On 28th February 2014, ESI held a half-day conference to present the results of a project on unconventional gas
The shale gas revolution in the USA and the growing need for gas supplies have triggered a global search for unconventional gas, both shale gas and coal-bed methane. Many countries have good geological potential for large resources of unconventional gas, but it will be non-geological factors which will determine the rate at which this resource can be exploited.
In East Asia, sustained economic growth combined with environmental concerns is driving governments to introduce policies to support the exploitation of shale gas and coal-bed methane. Despite the geological potential that exists, a range of political, legal and economic factors may constrain the extent to which these ambitions will be fulfilled. The rate at which unconventional gas production rises in the region will determine the energy mix of individual countries, the level of pollution from coal mix, the scale of carbon emissions, and the gas trade.

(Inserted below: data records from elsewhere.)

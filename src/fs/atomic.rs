//! Atomic file writes.
//!
//! Saved execution state and rendered output are written to a temporary file
//! in the target's directory, synced, then renamed over the target. A reader
//! never sees a half-written file.
//!
//! Source and destination must be on the same filesystem for the rename to
//! be atomic; the temporary file is always created next to the target for
//! that reason. After a crash a stale `.{filename}.tmp` may remain.

use crate::error::{MargaritaError, Result};
use std::fs::{self, File};
use std::io::Write;
use std::path::{Path, PathBuf};

/// Atomically write bytes to a file, creating parent directories.
///
/// ```no_run
/// use margarita::fs::atomic_write;
/// use std::path::Path;
///
/// atomic_write(Path::new("session/state.json"), b"{}\n")?;
/// # Ok::<(), margarita::error::MargaritaError>(())
/// ```
pub fn atomic_write<P: AsRef<Path>>(path: P, content: &[u8]) -> Result<()> {
    let path = path.as_ref();

    if let Some(parent) = path.parent()
        && !parent.as_os_str().is_empty()
        && !parent.exists()
    {
        fs::create_dir_all(parent).map_err(|e| {
            MargaritaError::UserError(format!(
                "failed to create parent directory '{}': {}",
                parent.display(),
                e
            ))
        })?;
    }

    let temp_path = temp_path_for(path)?;
    write_and_sync(&temp_path, content)?;

    // rename() replaces an existing destination on every supported platform.
    fs::rename(&temp_path, path).map_err(|e| {
        let _ = fs::remove_file(&temp_path);
        MargaritaError::UserError(format!(
            "failed to atomically replace '{}': {}",
            path.display(),
            e
        ))
    })?;

    #[cfg(unix)]
    if let Some(parent) = path.parent()
        && let Ok(dir) = File::open(parent)
    {
        let _ = dir.sync_all();
    }

    Ok(())
}

/// Atomically write a string to a file.
pub fn atomic_write_file<P: AsRef<Path>>(path: P, content: &str) -> Result<()> {
    atomic_write(path, content.as_bytes())
}

fn temp_path_for(target: &Path) -> Result<PathBuf> {
    let parent = target.parent().unwrap_or(Path::new("."));
    let filename = target
        .file_name()
        .and_then(|n| n.to_str())
        .ok_or_else(|| {
            MargaritaError::UserError(format!("invalid file path '{}'", target.display()))
        })?;
    Ok(parent.join(format!(".{}.tmp", filename)))
}

fn write_and_sync(path: &Path, content: &[u8]) -> Result<()> {
    let mut file = File::create(path).map_err(|e| {
        MargaritaError::UserError(format!(
            "failed to create temporary file '{}': {}",
            path.display(),
            e
        ))
    })?;

    file.write_all(content).map_err(|e| {
        let _ = fs::remove_file(path);
        MargaritaError::UserError(format!("failed to write to temporary file: {}", e))
    })?;

    file.sync_all().map_err(|e| {
        let _ = fs::remove_file(path);
        MargaritaError::UserError(format!("failed to sync temporary file to disk: {}", e))
    })?;

    Ok(())
}
//! Persistent execution state.

use crate::error::{MargaritaError, Result};
use crate::fs::atomic_write_file;
use serde::{Deserialize, Serialize};
use serde_json::{Map, Value};
use std::path::Path;

/// A tool invocation made by the agent while the script was suspended.
#[derive(Debug, Clone, PartialEq, Serialize, Deserialize)]
pub struct ToolCall {
    pub name: String,
    #[serde(default)]
    pub args: Vec<Value>,
    #[serde(default)]
    pub result: Value,
}

/// Everything one script session carries across agent turns.
///
/// Owned by exactly one [`ExecutionModel`](super::ExecutionModel). A host
/// that wants to resume a session later saves it and seeds a new model with
/// [`ExecutionModel::with_state`](super::ExecutionModel::with_state).
#[derive(Debug, Clone, Default, PartialEq, Serialize, Deserialize)]
#[serde(default)]
pub struct ExecutionState {
    /// Persistent variable store. Survives context and tool clears.
    pub variables: Map<String, Value>,

    /// Tools offered to the agent on the next run, in registration order.
    pub tools: Vec<String>,

    /// Output buffer: the text fragments the agent sees.
    pub buffer: Vec<String>,

    /// Completed agent turns.
    pub turn: u32,

    /// Tool calls made during the current suspension.
    pub pending_tool_calls: Vec<ToolCall>,
}

impl ExecutionState {
    pub fn new() -> Self {
        Self::default()
    }

    /// Add a tool to the registered set. Returns `false` if it was already
    /// registered.
    pub fn register_tool(&mut self, name: &str) -> bool {
        if self.has_tool(name) {
            return false;
        }
        self.tools.push(name.to_string());
        true
    }

    pub fn has_tool(&self, name: &str) -> bool {
        self.tools.iter().any(|t| t == name)
    }

    /// The buffer as one string, fragments concatenated in order.
    pub fn buffer_text(&self) -> String {
        self.buffer.concat()
    }

    /// Load a state saved with [`ExecutionState::save`].
    pub fn load<P: AsRef<Path>>(path: P) -> Result<Self> {
        let path = path.as_ref();
        let content = std::fs::read_to_string(path).map_err(|e| {
            MargaritaError::UserError(format!(
                "failed to read state file '{}': {}",
                path.display(),
                e
            ))
        })?;
        serde_json::from_str(&content).map_err(|e| {
            MargaritaError::UserError(format!(
                "failed to parse state file '{}': {}",
                path.display(),
                e
            ))
        })
    }

    /// Save as pretty-printed JSON, atomically.
    pub fn save<P: AsRef<Path>>(&self, path: P) -> Result<()> {
        let mut content = serde_json::to_string_pretty(self).map_err(|e| {
            MargaritaError::UserError(format!("failed to serialize state: {}", e))
        })?;
        content.push('\n');
        atomic_write_file(path, &content)
    }
}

In early 2013, ESI initiated a study on unconventional gas production in East Asia, focusing on China, Indonesia and Vietnam, to identify the non-geological, and non-technical constraints to unconventional gas production in this region. The project involves partner institutions from these three countries, namely, the Beijing Institute of Technology (China), China University of Mining and Technology – Beijing (China), the Indonesian Institute for Energy Economics (Indonesia), and the Vietnam Petroleum Institute (Vietnam).